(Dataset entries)
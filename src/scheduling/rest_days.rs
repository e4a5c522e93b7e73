//! Rest-day planning.
//!
//! For one position and its assigned employees, decides ahead of the
//! day-by-day simulation which calendar days each employee is *intended*
//! to rest, so that attendance on workable days approximates the firm's
//! target working-day count for the month. The plan is advisory: the
//! labour-limit tracker can force additional rest, but a planned rest day
//! is never turned back into work.
//!
//! Two algorithms are chosen by a structural rule. A position with exactly
//! two employees and a minimum headcount of one uses the handoff pattern,
//! which keeps the pair's rest days complementary so the position is
//! covered by construction. Every other combination uses the standard
//! pattern: per-employee even spacing with adjacent-day avoidance, then a
//! per-employee stagger so colleagues don't all rest on identical days.

use std::collections::{BTreeMap, BTreeSet};

use chrono::{Datelike, NaiveDate};

use crate::models::{Employee, Position, Shift};

/// Inputs for planning one position's rest days.
#[derive(Debug, Clone)]
pub struct RestPlanContext<'a> {
    /// The position being planned.
    pub position: &'a Position,
    /// The employees assigned to the position.
    pub employees: &'a [&'a Employee],
    /// Number of calendar days in the month.
    pub days_in_month: u32,
    /// The firm's target working-day count for the month.
    pub target_work_days: u32,
    /// Day-numbers of declared holidays in the month.
    pub holidays: &'a BTreeSet<u32>,
    /// Whether the firm opens on declared holidays.
    pub works_on_holidays: bool,
    /// The shift catalogue (used to detect extended shifts).
    pub shifts: &'a [Shift],
    /// Operating weekdays as Monday-based numbers (1 = Monday .. 7 = Sunday).
    pub operating_days: &'a BTreeSet<u32>,
    /// The scheduled month (1..=12).
    pub month: u32,
    /// The scheduled year.
    pub year: i32,
}

/// The planner's advisory output for one position.
#[derive(Debug, Clone, PartialEq, Eq)]
pub struct RestPlan {
    rest_days: BTreeMap<String, BTreeSet<u32>>,
    workable_days: Vec<u32>,
}

impl RestPlan {
    /// Returns true when the plan designates `day` as rest for the employee.
    pub fn is_rest_day(&self, employee_id: &str, day: u32) -> bool {
        self.rest_days
            .get(employee_id)
            .is_some_and(|days| days.contains(&day))
    }

    /// Returns the planned rest days for an employee, if planned.
    pub fn rest_days(&self, employee_id: &str) -> Option<&BTreeSet<u32>> {
        self.rest_days.get(employee_id)
    }

    /// Returns the workable days the plan was computed over.
    pub fn workable_days(&self) -> &[u32] {
        &self.workable_days
    }
}

/// Returns the workable days of the month, in ascending order.
///
/// A day is workable when its weekday is in the firm's operating set and it
/// is not a holiday the firm closes for.
pub fn workable_days(
    days_in_month: u32,
    holidays: &BTreeSet<u32>,
    works_on_holidays: bool,
    operating_days: &BTreeSet<u32>,
    month: u32,
    year: i32,
) -> Vec<u32> {
    (1..=days_in_month)
        .filter(|&day| {
            let Some(date) = NaiveDate::from_ymd_opt(year, month, day) else {
                return false;
            };
            if !operating_days.contains(&date.weekday().number_from_monday()) {
                return false;
            }
            !(holidays.contains(&day) && !works_on_holidays)
        })
        .collect()
}

/// Plans rest days for one position's employees.
///
/// The returned plan maps each employee id to its planned rest day-numbers.
/// Work-day counts approximate the target on a best-effort basis; the plan
/// never guarantees an exact hit for degenerate inputs (e.g. very small
/// workable-day counts).
pub fn plan_rest_days(ctx: &RestPlanContext<'_>) -> RestPlan {
    let workable = workable_days(
        ctx.days_in_month,
        ctx.holidays,
        ctx.works_on_holidays,
        ctx.operating_days,
        ctx.month,
        ctx.year,
    );

    let mut employees: Vec<&Employee> = ctx.employees.to_vec();
    employees.sort_by(|a, b| a.id.cmp(&b.id));

    let rest_days = if employees.len() == 2 && ctx.position.min_per_day == 1 {
        plan_handoff(&employees, &workable, ctx.target_work_days, ctx.shifts)
    } else {
        plan_standard(
            &employees,
            &workable,
            ctx.target_work_days,
            ctx.days_in_month,
            ctx.holidays,
            ctx.works_on_holidays,
        )
    };

    RestPlan {
        rest_days,
        workable_days: workable,
    }
}

/// Handoff pattern for two employees covering a minimum of one.
///
/// Rest days are handed out alternately, one workable day at a time, or in
/// contiguous 2-day blocks when any shift is extended (a 2-on/2-off
/// rotation). Each employee receives at most the rest-day count implied by
/// the target; on every workable day at most one of the pair rests. A
/// greedy repair then converts excess work days to rest, only on days the
/// partner is already working, so coverage is preserved throughout.
fn plan_handoff(
    employees: &[&Employee],
    workable: &[u32],
    target_work_days: u32,
    shifts: &[Shift],
) -> BTreeMap<String, BTreeSet<u32>> {
    let rest_needed = workable.len().saturating_sub(target_work_days as usize);
    let extended = shifts.iter().any(Shift::is_extended);
    let mut rest: [BTreeSet<u32>; 2] = [BTreeSet::new(), BTreeSet::new()];

    if extended {
        for (block, chunk) in workable.chunks(2).enumerate() {
            let who = block % 2;
            for &day in chunk {
                if rest[who].len() < rest_needed {
                    rest[who].insert(day);
                }
            }
        }
    } else {
        for (slot, &day) in workable.iter().enumerate() {
            let who = slot % 2;
            if rest[who].len() < rest_needed {
                rest[who].insert(day);
            }
        }
    }

    // Excess work days become rest, but never on a day the partner rests.
    for who in 0..2 {
        let other = 1 - who;
        let work_count = workable.len() - rest[who].len();
        let mut excess = work_count.saturating_sub(target_work_days as usize);
        for &day in workable {
            if excess == 0 {
                break;
            }
            if !rest[who].contains(&day) && !rest[other].contains(&day) {
                rest[who].insert(day);
                excess -= 1;
            }
        }
    }

    let [first, second] = rest;
    BTreeMap::from([
        (employees[0].id.clone(), first),
        (employees[1].id.clone(), second),
    ])
}

/// Standard pattern: per-employee even spacing plus a stagger.
fn plan_standard(
    employees: &[&Employee],
    workable: &[u32],
    target_work_days: u32,
    days_in_month: u32,
    holidays: &BTreeSet<u32>,
    works_on_holidays: bool,
) -> BTreeMap<String, BTreeSet<u32>> {
    let rest_needed = workable.len().saturating_sub(target_work_days as usize);
    if rest_needed == 0 {
        return employees
            .iter()
            .map(|e| (e.id.clone(), BTreeSet::new()))
            .collect();
    }

    let base = place_evenly(workable, rest_needed);

    employees
        .iter()
        .enumerate()
        .map(|(index, employee)| {
            let days = if index == 0 {
                base.clone()
            } else {
                let offset = stagger_offset(index, employees.len(), rest_needed);
                shift_within_month(&base, offset, days_in_month, holidays, works_on_holidays)
            };
            (employee.id.clone(), days)
        })
        .collect()
}

/// Places `rest_needed` rest days at roughly even spacing across the
/// workable-day sequence, avoiding adjacent calendar days where possible.
fn place_evenly(workable: &[u32], rest_needed: usize) -> BTreeSet<u32> {
    let count = workable.len();
    if count == 0 {
        return BTreeSet::new();
    }

    let interval = count as f64 / (rest_needed + 1) as f64;
    let mut chosen_days: BTreeSet<u32> = BTreeSet::new();
    let mut chosen_slots: BTreeSet<usize> = BTreeSet::new();

    for k in 0..rest_needed {
        let ideal = (((k + 1) as f64) * interval).floor() as usize;
        let ideal = ideal.min(count - 1);
        if let Some(slot) = find_slot(workable, &chosen_slots, &chosen_days, ideal) {
            chosen_slots.insert(slot);
            chosen_days.insert(workable[slot]);
        }
    }

    chosen_days
}

/// Finds the free slot nearest `ideal` whose day is not calendar-adjacent
/// to an already-chosen rest day, falling back to the nearest free slot.
fn find_slot(
    workable: &[u32],
    chosen_slots: &BTreeSet<usize>,
    chosen_days: &BTreeSet<u32>,
    ideal: usize,
) -> Option<usize> {
    let count = workable.len();

    let candidates = |delta: usize| {
        let mut slots = Vec::with_capacity(2);
        if ideal + delta < count {
            slots.push(ideal + delta);
        }
        if delta > 0 && delta <= ideal {
            slots.push(ideal - delta);
        }
        slots
    };

    for delta in 0..count {
        for slot in candidates(delta) {
            if chosen_slots.contains(&slot) {
                continue;
            }
            let day = workable[slot];
            let adjacent = chosen_days.contains(&day.saturating_sub(1))
                || chosen_days.contains(&(day + 1));
            if !adjacent {
                return Some(slot);
            }
        }
    }

    for delta in 0..count {
        for slot in candidates(delta) {
            if !chosen_slots.contains(&slot) {
                return Some(slot);
            }
        }
    }

    None
}

/// Stagger step for the employee at `index`: proportional to the index,
/// inversely proportional to headcount and rest-day count. The 30 is a
/// fixed month-length approximation.
fn stagger_offset(index: usize, employee_count: usize, rest_needed: usize) -> i64 {
    let step = 30.0 / employee_count as f64 / rest_needed as f64;
    (index as f64 * step).floor() as i64
}

/// Shifts a rest-day set by `offset`, wrapping within the month and
/// skipping holidays when the firm closes on them.
fn shift_within_month(
    days: &BTreeSet<u32>,
    offset: i64,
    days_in_month: u32,
    holidays: &BTreeSet<u32>,
    works_on_holidays: bool,
) -> BTreeSet<u32> {
    days.iter()
        .map(|&day| {
            let mut shifted =
                (i64::from(day) - 1 + offset).rem_euclid(i64::from(days_in_month)) as u32 + 1;
            if !works_on_holidays {
                let mut guard = 0;
                while holidays.contains(&shifted) && guard < days_in_month {
                    shifted = shifted % days_in_month + 1;
                    guard += 1;
                }
            }
            shifted
        })
        .collect()
}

- EXERCISE:
Beginning at the line above that contains "the partner rests.", return each line exactly through the line that contains "stagger_offset(index, employees.len(), rest_needed);", and no others.

- EXPECTED OUTPUT:
    // Excess work days become rest, but never on a day the partner rests.
    for who in 0..2 {
        let other = 1 - who;
        let work_count = workable.len() - rest[who].len();
        let mut excess = work_count.saturating_sub(target_work_days as usize);
        for &day in workable {
            if excess == 0 {
                break;
            }
            if !rest[who].contains(&day) && !rest[other].contains(&day) {
                rest[who].insert(day);
                excess -= 1;
            }
        }
    }

    let [first, second] = rest;
    BTreeMap::from([
        (employees[0].id.clone(), first),
        (employees[1].id.clone(), second),
    ])
}

/// Standard pattern: per-employee even spacing plus a stagger.
fn plan_standard(
    employees: &[&Employee],
    workable: &[u32],
    target_work_days: u32,
    days_in_month: u32,
    holidays: &BTreeSet<u32>,
    works_on_holidays: bool,
) -> BTreeMap<String, BTreeSet<u32>> {
    let rest_needed = workable.len().saturating_sub(target_work_days as usize);
    if rest_needed == 0 {
        return employees
            .iter()
            .map(|e| (e.id.clone(), BTreeSet::new()))
            .collect();
    }

    let base = place_evenly(workable, rest_needed);

    employees
        .iter()
        .enumerate()
        .map(|(index, employee)| {
            let days = if index == 0 {
                base.clone()
            } else {
                let offset = stagger_offset(index, employees.len(), rest_needed);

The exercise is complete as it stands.